Background: Soil heterogeneity has been acknowledged to influence plant growth, with the small-scale soil heterogeneity always being overlooked in practice. It remains unclear how rhizosphere soil biotics and abiotics respond to soil heterogeneity and how rhizosphere interactions influence crop growth.

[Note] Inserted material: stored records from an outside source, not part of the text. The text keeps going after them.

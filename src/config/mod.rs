pub mod toml_config;

use crate::utils::error::Result;
use clap::Parser;
use serde::{Deserialize, Serialize};
use toml_config::DevstartConfig;

#[derive(Debug, Clone, Default, Serialize, Deserialize, Parser)]
#[command(name = "devstart")]
#[command(about = "Reset the local dev environment and start the bundler dev server")]
pub struct CliConfig {
    /// Path to an optional TOML configuration file
    #[arg(short, long)]
    pub config: Option<String>,

    /// Development port (default 8081)
    #[arg(short, long, value_parser = clap::value_parser!(u16).range(1..))]
    pub port: Option<u16>,

    /// Project root passed to the bundler (default ./playground)
    #[arg(long)]
    pub root: Option<String>,

    /// Enable verbose output
    #[arg(short, long)]
    pub verbose: bool,

    /// Show the execution plan without running anything
    #[arg(long)]
    pub dry_run: bool,

    /// Run only these steps (comma-separated)
    #[arg(long, value_delimiter = ',')]
    pub only: Vec<String>,

    /// Skip these steps (comma-separated)
    #[arg(long, value_delimiter = ',')]
    pub skip: Vec<String>,

    /// Write a JSON run report to this path when the sequence ends
    #[arg(long)]
    pub report: Option<String>,

    /// Execution ID for this run
    #[arg(long)]
    pub execution_id: Option<String>,
}

impl CliConfig {
    /// 載入設定檔（若有）並套用命令列覆寫
    pub fn load_config(&self) -> Result<DevstartConfig> {
        let config = match &self.config {
            Some(path) => {
                tracing::info!("📁 Loading configuration from: {}", path);
                DevstartConfig::from_file(path)?
            }
            None => DevstartConfig::default(),
        };

        Ok(config.with_overrides(self.port, self.root.clone()))
    }

    pub fn execution_id(&self) -> String {
        self.execution_id
            .clone()
            .unwrap_or_else(|| format!("devstart_{}", chrono::Utc::now().format("%Y%m%d_%H%M%S")))
    }
}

Results: In this study, we planted fava beans in a farmland around an e-waste dismantling site, and a distinct boundary (row spacing is 30 cm) was observed in the field during the flowering stage, which divided fava beans phenotypes into two distinct groups (Big vs Little) based on the differences in biomass and height. Soil total concentrations of As, B, Co, Cr, Cu, Pb, Sr, Zn, Ni, Cd and soil pH significantly differed in the rhizosphere of fava beans in the two adjacent rows, which were located on either side of the boundary, with a row-spacing of 30 cm. Random Forest analysis demonstrated that these differentiated soil properties (soil pH, total As, B, Cd, Co, Cr, Cu, Mo, Ni and Zn) substantially influenced fava beans growth (height and biomass). Metagenomic sequencing showed that microbial taxa were significantly enriched their abundance in rhizosphere soils between the two groups of fava beans, with eukaryotic taxa being more sensitively affected. A total of 20 metabolites including coniferyl alcohol, jasmonic acid, resveratrol, and L-aspartic acid, etc. were significantly correlated with fava beans growth. These metabolites were significantly enriched in 15 metabolic pathways (nucleotide metabolism, pyrimidine metabolism, purine metabolism, biosynthesis of plant secondary metabolites, lysine biosynthesis, etc.). Furthermore, 11 microbial genera involved in these metabolic pathways, and these genera were differentially enriched between the two groups and significantly correlated with fava beans growth.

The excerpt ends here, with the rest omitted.